**Provided information:**

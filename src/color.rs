use std::collections::BTreeMap;

use eframe::egui::Color32;
use palette::{Hsl, IntoColor, Srgb};

use crate::data::model::Grade;

// ---------------------------------------------------------------------------
// Color palette generator
// ---------------------------------------------------------------------------

/// Generates `n` colours along a hue ramp from green (best) to red (worst).
pub fn generate_palette(n: usize) -> Vec<Color32> {
    if n == 0 {
        return Vec::new();
    }
    let step = if n > 1 { 130.0 / (n - 1) as f32 } else { 0.0 };
    (0..n)
        .map(|i| {
            let hue = 130.0 - i as f32 * step;
            let hsl = Hsl::new(hue, 0.65, 0.5);
            let rgb: Srgb = hsl.into_color();
            Color32::from_rgb(
                (rgb.red * 255.0) as u8,
                (rgb.green * 255.0) as u8,
                (rgb.blue * 255.0) as u8,
            )
        })
        .collect()
}

// ---------------------------------------------------------------------------
// Grade → Color32
// ---------------------------------------------------------------------------

/// Fixed colour per grade so a bar keeps its colour across rosters.
#[derive(Debug, Clone)]
pub struct GradeColors {
    mapping: BTreeMap<Grade, Color32>,
}

impl Default for GradeColors {
    fn default() -> Self {
        let palette = generate_palette(Grade::ALL.len());
        GradeColors {
            mapping: Grade::ALL.into_iter().zip(palette).collect(),
        }
    }
}

impl GradeColors {
    pub fn color_for(&self, grade: Grade) -> Color32 {
        self.mapping
            .get(&grade)
            .copied()
            .unwrap_or(Color32::GRAY)
    }
}

#[cfg(test)]
mod tests {
    use super::*;

    #[test]
    fn palette_has_requested_size() {
        assert!(generate_palette(0).is_empty());
        assert_eq!(generate_palette(1).len(), 1);
        assert_eq!(generate_palette(6).len(), 6);
    }

    #[test]
    fn every_grade_gets_a_distinct_colour() {
        let colors = GradeColors::default();
        let mut seen: Vec<Color32> = Grade::ALL.iter().map(|g| colors.color_for(*g)).collect();
        seen.dedup();
        assert_eq!(seen.len(), Grade::ALL.len());
    }
}
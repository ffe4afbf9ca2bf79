//! Key events forwarded from the web UI.
//!
//! Browsers report the legacy DOM `keyCode`, which is translated here into
//! the virtual key codes the native editor understands.

/// Virtual key code. Values follow the Windows virtual-key table, which the
/// DOM key codes were modelled on.
#[derive(Debug, Clone, Copy, PartialEq, Eq, Hash, Default)]
pub struct VirtualKey(pub u32);

impl VirtualKey {
    pub const NONE: VirtualKey = VirtualKey(0);
    pub const BACK: VirtualKey = VirtualKey(0x08);
    pub const TAB: VirtualKey = VirtualKey(0x09);
    pub const CLEAR: VirtualKey = VirtualKey(0x0C);
    pub const RETURN: VirtualKey = VirtualKey(0x0D);
    pub const SHIFT: VirtualKey = VirtualKey(0x10);
    pub const CONTROL: VirtualKey = VirtualKey(0x11);
    pub const MENU: VirtualKey = VirtualKey(0x12);
    pub const PAUSE: VirtualKey = VirtualKey(0x13);
    pub const CAPITAL: VirtualKey = VirtualKey(0x14);
    pub const ESCAPE: VirtualKey = VirtualKey(0x1B);
    pub const SPACE: VirtualKey = VirtualKey(0x20);
    pub const PRIOR: VirtualKey = VirtualKey(0x21);
    pub const NEXT: VirtualKey = VirtualKey(0x22);
    pub const END: VirtualKey = VirtualKey(0x23);
    pub const HOME: VirtualKey = VirtualKey(0x24);
    pub const LEFT: VirtualKey = VirtualKey(0x25);
    pub const UP: VirtualKey = VirtualKey(0x26);
    pub const RIGHT: VirtualKey = VirtualKey(0x27);
    pub const DOWN: VirtualKey = VirtualKey(0x28);
    pub const SELECT: VirtualKey = VirtualKey(0x29);
    pub const PRINT: VirtualKey = VirtualKey(0x2A);
    pub const SNAPSHOT: VirtualKey = VirtualKey(0x2C);
    pub const INSERT: VirtualKey = VirtualKey(0x2D);
    pub const DELETE: VirtualKey = VirtualKey(0x2E);
    pub const HELP: VirtualKey = VirtualKey(0x2F);
    pub const KEY_0: VirtualKey = VirtualKey(0x30);
    pub const KEY_A: VirtualKey = VirtualKey(0x41);
    pub const LWIN: VirtualKey = VirtualKey(0x5B);
    pub const NUMPAD0: VirtualKey = VirtualKey(0x60);
    pub const MULTIPLY: VirtualKey = VirtualKey(0x6A);
    pub const ADD: VirtualKey = VirtualKey(0x6B);
    pub const SEPARATOR: VirtualKey = VirtualKey(0x6C);
    pub const SUBTRACT: VirtualKey = VirtualKey(0x6D);
    pub const DECIMAL: VirtualKey = VirtualKey(0x6E);
    pub const DIVIDE: VirtualKey = VirtualKey(0x6F);
    pub const F1: VirtualKey = VirtualKey(0x70);
    pub const F24: VirtualKey = VirtualKey(0x87);
    pub const NUMLOCK: VirtualKey = VirtualKey(0x90);
    pub const SCROLL: VirtualKey = VirtualKey(0x91);
}

/// Maps a DOM `keyCode` to a virtual key, or `VirtualKey::NONE` when the
/// key has no native counterpart.
pub fn dom_key_to_virtual_key(dom_code: u32) -> VirtualKey {
    match dom_code {
        8 => VirtualKey::BACK,
        9 => VirtualKey::TAB,
        12 => VirtualKey::CLEAR,
        13 => VirtualKey::RETURN,
        16 => VirtualKey::SHIFT,
        17 => VirtualKey::CONTROL,
        18 => VirtualKey::MENU,
        19 => VirtualKey::PAUSE,
        20 => VirtualKey::CAPITAL,
        27 => VirtualKey::ESCAPE,
        32 => VirtualKey::SPACE,
        33 => VirtualKey::PRIOR,
        34 => VirtualKey::NEXT,
        35 => VirtualKey::END,
        36 => VirtualKey::HOME,
        37 => VirtualKey::LEFT,
        38 => VirtualKey::UP,
        39 => VirtualKey::RIGHT,
        40 => VirtualKey::DOWN,
        41 => VirtualKey::SELECT,
        42 => VirtualKey::PRINT,
        44 => VirtualKey::SNAPSHOT,
        45 => VirtualKey::INSERT,
        46 => VirtualKey::DELETE,
        47 => VirtualKey::HELP,
        // digits and letters share their ASCII values
        48..=57 => VirtualKey(dom_code),
        65..=90 => VirtualKey(dom_code),
        91 | 92 => VirtualKey::LWIN,
        96..=105 => VirtualKey(dom_code),
        106 => VirtualKey::MULTIPLY,
        107 => VirtualKey::ADD,
        108 => VirtualKey::SEPARATOR,
        109 => VirtualKey::SUBTRACT,
        110 => VirtualKey::DECIMAL,
        111 => VirtualKey::DIVIDE,
        112..=135 => VirtualKey(dom_code),
        144 => VirtualKey::NUMLOCK,
        145 => VirtualKey::SCROLL,
        _ => VirtualKey::NONE,
    }
}

/// A key event decoded from the UI.
#[derive(Debug, Clone, PartialEq, Eq)]
pub struct KeyPress {
    /// Text produced by the key, possibly empty.
    pub utf8: String,
    pub dom_key_code: u32,
    pub virtual_key: VirtualKey,
    pub shift: bool,
    pub ctrl: bool,
    pub alt: bool,
}

impl KeyPress {
    pub fn from_dom(dom_key_code: u32, utf8: String, shift: bool, ctrl: bool, alt: bool) -> Self {
        KeyPress {
            utf8,
            dom_key_code,
            virtual_key: dom_key_to_virtual_key(dom_key_code),
            shift,
            ctrl,
            alt,
        }
    }
}
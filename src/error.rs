use thiserror::Error;

/// Errors raised while sending from the native side to the web UI.
#[derive(Debug, Error)]
pub enum BridgeError {
    #[error("script of {len} bytes exceeds the maximum JavaScript string length of {max}")]
    ScriptTooLong { len: usize, max: usize },

    #[error("value {0} is not finite and cannot be sent to the UI")]
    NonFiniteValue(f64),

    #[error("no parameter with index {0}")]
    UnknownParam(usize),

    #[error("web view session is already open or opening")]
    AlreadyOpen,

    #[error("failed to serialize JSON message: {0}")]
    Json(#[from] serde_json::Error),
}

/// Reasons an inbound message from the web UI was not dispatched.
#[derive(Debug, Error)]
pub enum DecodeError {
    #[error("malformed JSON: {0}")]
    Malformed(serde_json::Error),

    #[error("message has no \"msg\" tag")]
    MissingTag,

    #[error("unknown message tag \"{0}\"")]
    UnknownTag(String),

    #[error("invalid fields for \"{tag}\": {source}")]
    InvalidShape {
        tag: String,
        #[source]
        source: serde_json::Error,
    },
}

#[derive(Debug, Error)]
pub enum ParamError {
    #[error("failed to read parameter file: {0}")]
    Io(#[from] std::io::Error),

    #[error("failed to parse parameter list: {0}")]
    Parse(#[from] serde_json::Error),

    #[error("parameter \"{name}\" has an empty or inverted range ({min}..{max})")]
    InvalidRange { name: String, min: f64, max: f64 },

    #[error("parameter \"{name}\" has default {default} outside its range")]
    DefaultOutOfRange { name: String, default: f64 },

    #[error("parameter \"{name}\" has power curve exponent {exponent}; it must be finite and positive")]
    InvalidShape { name: String, exponent: f64 },
}
use std::{
    convert::Infallible,
    io::{self, BufRead},
};

use anyhow::Context;
use clap::Parser;
use env_logger::Env;
use harness::{LoggingDelegate, StdoutBrowser};
use log::{debug, info, warn};
use settings::Cli;
use webview_bridge::{BrowserControl, ParamList, ParameterStore, WebViewEditor};

mod harness;
mod settings;

fn main() -> anyhow::Result<()> {
    let cli = Cli::parse();

    env_logger::Builder::from_env(Env::default().default_filter_or(&cli.log_level)).init();

    let params = match &cli.params {
        Some(path) => ParamList::from_file(path)
            .with_context(|| format!("failed to load parameters from {}", path.display()))?,
        None => ParamList::builtin().context("failed to load built-in parameters")?,
    };
    let mut editor = WebViewEditor::new(params);
    info!("{} parameters available", editor.params().param_count());
    for (idx, param) in editor.params().iter().enumerate() {
        debug!("param {}: {} [{}..{}] {}", idx, param.name, param.min, param.max, param.label);
    }
    editor.set_max_js_string_length(cli.max_js_length);
    editor.set_editor_init(|browser: &mut StdoutBrowser<io::Stdout>| browser.load_url("about:blank"));
    editor.set_ui_open(|| info!("UI open; reading messages from stdin, Ctrl+D to quit"));

    // The stdout browser is created synchronously, so complete straight away.
    let request = editor.open()?;
    editor.complete_open(request, Ok::<_, Infallible>(StdoutBrowser::new(io::stdout())));
    editor.on_web_content_loaded()?;

    let mut delegate = LoggingDelegate::default();
    for line in io::stdin().lock().lines() {
        let line = line.context("failed to read stdin")?;
        if line.trim().is_empty() {
            continue;
        }
        editor.on_message_from_web_view(&line, &mut delegate);

        for echo in delegate.drain_echoes() {
            if cli.no_echo {
                continue;
            }
            if let Err(e) = editor.send(echo) {
                warn!("Echo not sent: {}", e);
            }
        }
    }

    editor.close();
    info!("Input ended; exit now...");

    if cli.monitor {
        eprint!("{}", editor.monitor().render());
    }
    Ok(())
}
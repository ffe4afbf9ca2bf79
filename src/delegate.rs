use crate::{keys::KeyPress, midi::MidiMessage};

/// Receives events the web UI sends to the plugin.
///
/// Parameter changes arriving here are on the UI thread; forwarding them to
/// an audio engine is up to the implementor.
pub trait EditorDelegate {
    fn send_parameter_value_from_ui(&mut self, param_idx: usize, normalized_value: f64);
    fn begin_inform_host_of_param_change_from_ui(&mut self, param_idx: usize);
    fn end_inform_host_of_param_change_from_ui(&mut self, param_idx: usize);
    fn send_arbitrary_msg_from_ui(&mut self, msg_tag: i32, ctrl_tag: i32, data: &[u8]);
    fn send_midi_msg_from_ui(&mut self, msg: MidiMessage);

    /// Returns `true` if the key was handled.
    fn on_key_down(&mut self, _key: &KeyPress) -> bool {
        false
    }

    fn on_key_up(&mut self, _key: &KeyPress) -> bool {
        false
    }
}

**The problem:**
Look through the material for "data". Copy each line that has it.

**Solution to this task:**
use crate::data::model::Grade;
    fn send_arbitrary_msg_from_ui(&mut self, msg_tag: i32, ctrl_tag: i32, data: &[u8]);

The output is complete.